The real-life promotion resulted in shortages of grilled chicken at KFC restaurants, resulting in a sit-in protest at one Manhattan store. Other fried chicken restaurants parodied in the episode include Popeyes, Church's Texas Chicken, and Chick-fil-A as “Blutos”, “Temple’s Chicken”, and “Chick-le-Fait”, respectively.

The "fried chicken flu" pandemic is a reference to the 2009 swine flu pandemic. Granddad mentions the swine flu pandemic directly in the episode. The episodes features a satirical animation of American president Barack Obama, voiced by Marlin Hill, twice in the episode, giving addresses to the people of the United States.

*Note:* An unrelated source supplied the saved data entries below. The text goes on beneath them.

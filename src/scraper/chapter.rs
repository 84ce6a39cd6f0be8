//! Chapter pages. Only `#chapter-content > p` paragraphs carrying an `id` are content; the site
//! injects id-less paragraphs that must not reach the book.

use crate::epub::{xml_escape, EpubBuilder};
use crate::scraper::client::Fetcher;
use crate::scraper::error::ScraperError;
use crate::scraper::images::ImageCache;
use crate::scraper::parse_selector;
use chrono::{DateTime, NaiveDateTime};
use log::warn;
use regex::Regex;
use scraper::{ElementRef, Html, Node};
use std::sync::OnceLock;

/// Class set on images that now point into the book.
pub const INSERTED_IMAGE_CLASS: &str = "insert";
const PUBLISHED_LABEL: &str = "Ngày đăng";
const UNKNOWN_DATE: &str = "Unknown";

const VOID_ELEMENTS: [&str; 8] = ["br", "hr", "img", "input", "meta", "link", "source", "wbr"];

fn note_marker() -> &'static Regex {
    static NOTE: OnceLock<Regex> = OnceLock::new();
    NOTE.get_or_init(|| Regex::new(r"\[note\d*\]").expect("note marker pattern is valid"))
}

/// Fetches chapter pages and renders them into book sections.
#[derive(Debug, Clone, Copy)]
pub struct ChapterExtractor<'a> {
    images: &'a ImageCache,
    render_notes: bool,
}

impl<'a> ChapterExtractor<'a> {
    pub fn new(images: &'a ImageCache, render_notes: bool) -> Self {
        Self {
            images,
            render_notes,
        }
    }

    /// Fetch and render one chapter. Images are cached and registered with `book` on the way.
    ///
    /// Transport and body-read failures count against the retry ceiling; a non-200 answer skips
    /// the chapter at once. `None` tells the caller to skip the chapter.
    pub fn extract(&self, fetcher: &mut Fetcher, book: &mut EpubBuilder, url: &str) -> Option<String> {
        fetcher.retry(&format!("Chapter {}", url), |f| {
            let response = f.get(url, None)?;
            if !response.is_ok() {
                return Err(ScraperError::HttpStatus {
                    status: response.status(),
                    url: url.to_string(),
                    context: Some("chapter".to_string()),
                });
            }
            let html = response.text()?;
            let mut resolve = |src: &str| self.images.resolve(f, book, src, true);
            render_chapter(&html, url, self.render_notes, &mut resolve)
        })
    }
}

/// Render a chapter page into a section fragment: header, subtitle, divider, then one `<p>` per
/// content paragraph with images rewritten through `resolve_image` and notes appended.
///
/// An image `resolve_image` cannot handle keeps its original tag. A page without
/// `#chapter-content` (locked or removed chapter) renders the header with no paragraphs.
pub fn render_chapter(
    html: &str,
    url: &str,
    render_notes: bool,
    resolve_image: &mut dyn FnMut(&str) -> Option<String>,
) -> Result<String, ScraperError> {
    let doc = Html::parse_document(html);

    let container_sel = parse_selector("#chapter-content")?;
    if doc.select(&container_sel).next().is_none() {
        warn!("Chapter {}: no #chapter-content; header only", url);
    }

    let title_sel = parse_selector(".title-top > h4")?;
    let subtitle_sel = parse_selector(".title-top > h6")?;
    let time_sel = parse_selector(".title-top > h6 > time")?;
    let paragraph_sel = parse_selector("#chapter-content > p")?;

    let title = select_text(&doc, &title_sel);
    let subtitle_text = select_text(&doc, &subtitle_sel);
    let lead = subtitle_text
        .split(" - ")
        .next()
        .unwrap_or_default()
        .trim();
    let published = render_published(
        doc.select(&time_sel)
            .next()
            .and_then(|t| t.value().attr("datetime")),
    );
    let subtitle = format!("{} - {}: {}", lead, PUBLISHED_LABEL, published);

    let mut out = String::new();
    out.push_str(r#"<h2 class="chapter-header">"#);
    out.push_str(&xml_escape(&title));
    out.push_str("</h2>");
    out.push_str(r#"<h4 class="chapter-header">"#);
    out.push_str(&xml_escape(&subtitle));
    out.push_str("</h4>");
    out.push_str(r#"<hr class="header"/>"#);
    out.push_str(r#"<div class="reading-content">"#);

    for paragraph in doc.select(&paragraph_sel) {
        if paragraph.value().attr("id").is_none() {
            continue;
        }

        let mut inner = String::new();
        render_children(paragraph, &mut inner, resolve_image);

        let notes: Vec<String> = note_marker()
            .find_iter(&inner)
            .map(|m| m.as_str().trim_start_matches('[').trim_end_matches(']').to_string())
            .collect();
        let inner = note_marker().replace_all(&inner, "");

        out.push_str("<p>");
        out.push_str(&inner);
        out.push_str("</p>");

        if render_notes {
            for note in notes {
                let content = note_content(&doc, &note, resolve_image)?;
                if content.trim().is_empty() {
                    continue;
                }
                out.push_str(&format!(r#"<p class="note">({}: {})</p>"#, note, content));
            }
        }
    }

    out.push_str("</div>");
    Ok(out)
}

fn select_text(doc: &Html, sel: &scraper::Selector) -> String {
    doc.select(sel)
        .next()
        .map(|e| e.text().collect::<String>().trim().to_string())
        .unwrap_or_default()
}

/// `#<note> > .note-content_real`, rendered; empty when absent.
fn note_content(
    doc: &Html,
    note: &str,
    resolve_image: &mut dyn FnMut(&str) -> Option<String>,
) -> Result<String, ScraperError> {
    let sel = parse_selector(&format!("#{} > .note-content_real", note))?;
    let mut out = String::new();
    if let Some(el) = doc.select(&sel).next() {
        render_children(el, &mut out, resolve_image);
    }
    Ok(out)
}

/// Serialize the children of `el` as XHTML, swapping resolvable images for book-local ones.
fn render_children(
    el: ElementRef<'_>,
    out: &mut String,
    resolve_image: &mut dyn FnMut(&str) -> Option<String>,
) {
    for child in el.children() {
        match child.value() {
            Node::Text(text) => out.push_str(&xml_escape(text)),
            Node::Element(element) => {
                let Some(child_el) = ElementRef::wrap(child) else {
                    continue;
                };
                let name = element.name();
                if name == "img" {
                    render_image(child_el, out, resolve_image);
                    continue;
                }
                out.push('<');
                out.push_str(name);
                push_attrs(out, element.attrs());
                if VOID_ELEMENTS.contains(&name) {
                    out.push_str("/>");
                    continue;
                }
                out.push('>');
                render_children(child_el, out, resolve_image);
                out.push_str("</");
                out.push_str(name);
                out.push('>');
            }
            _ => {}
        }
    }
}

fn render_image(
    img: ElementRef<'_>,
    out: &mut String,
    resolve_image: &mut dyn FnMut(&str) -> Option<String>,
) {
    let element = img.value();
    let local = element
        .attr("src")
        .filter(|src| !src.trim().is_empty())
        .and_then(|src| resolve_image(src));

    out.push_str("<img");
    match local {
        Some(href) => {
            push_attrs(
                out,
                element.attrs().filter(|(k, _)| *k != "src" && *k != "class"),
            );
            push_attrs(
                out,
                [("class", INSERTED_IMAGE_CLASS), ("src", href.as_str())].into_iter(),
            );
        }
        None => push_attrs(out, element.attrs()),
    }
    out.push_str("/>");
}

fn push_attrs<'a>(out: &mut String, attrs: impl Iterator<Item = (&'a str, &'a str)>) {
    for (key, value) in attrs {
        out.push(' ');
        out.push_str(key);
        out.push_str("=\"");
        out.push_str(&xml_escape(value));
        out.push('"');
    }
}

/// `dd/mm/YYYY HH:MM` when the datetime parses, the raw value otherwise, "Unknown" when absent.
fn render_published(raw: Option<&str>) -> String {
    let raw = match raw.map(str::trim).filter(|s| !s.is_empty()) {
        Some(r) => r,
        None => return UNKNOWN_DATE.to_string(),
    };
    if let Ok(dt) = DateTime::parse_from_rfc3339(raw) {
        return dt.format("%d/%m/%Y %H:%M").to_string();
    }
    if let Ok(dt) = NaiveDateTime::parse_from_str(raw, "%Y-%m-%d %H:%M:%S") {
        return dt.format("%d/%m/%Y %H:%M").to_string();
    }
    raw.to_string()
}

The final chase scene includes multiple references to the Mad Max films. When the Woodcrest Fried Chicken Flu Militia shows up to demand the food and water that Huey has stashed away in his house, one of the Militia Members is dressed like Lord Humungus, with face mask and bare-chested leather straps. As the Freeman family escapes the house with their food and water tied on top their car, Aunty Entity's hairstyle and large earrings, from Mad Max Beyond Thunderdome, are worn by the Woodcrest Militia leader Betty von Heusen as she orders her gang to get on a school bus to give chase.

==Critical reception==
Leonard Pierce of The A.V. Club graded the episode a B, writing that although "once the episode finally kicked into high gear at the end it was excellent", it overall "lacked punch" and "was more reminiscent of the slow-building, leisurely comedy of The Boondocks first season than the rapid-fire, high-octane excellence of season three."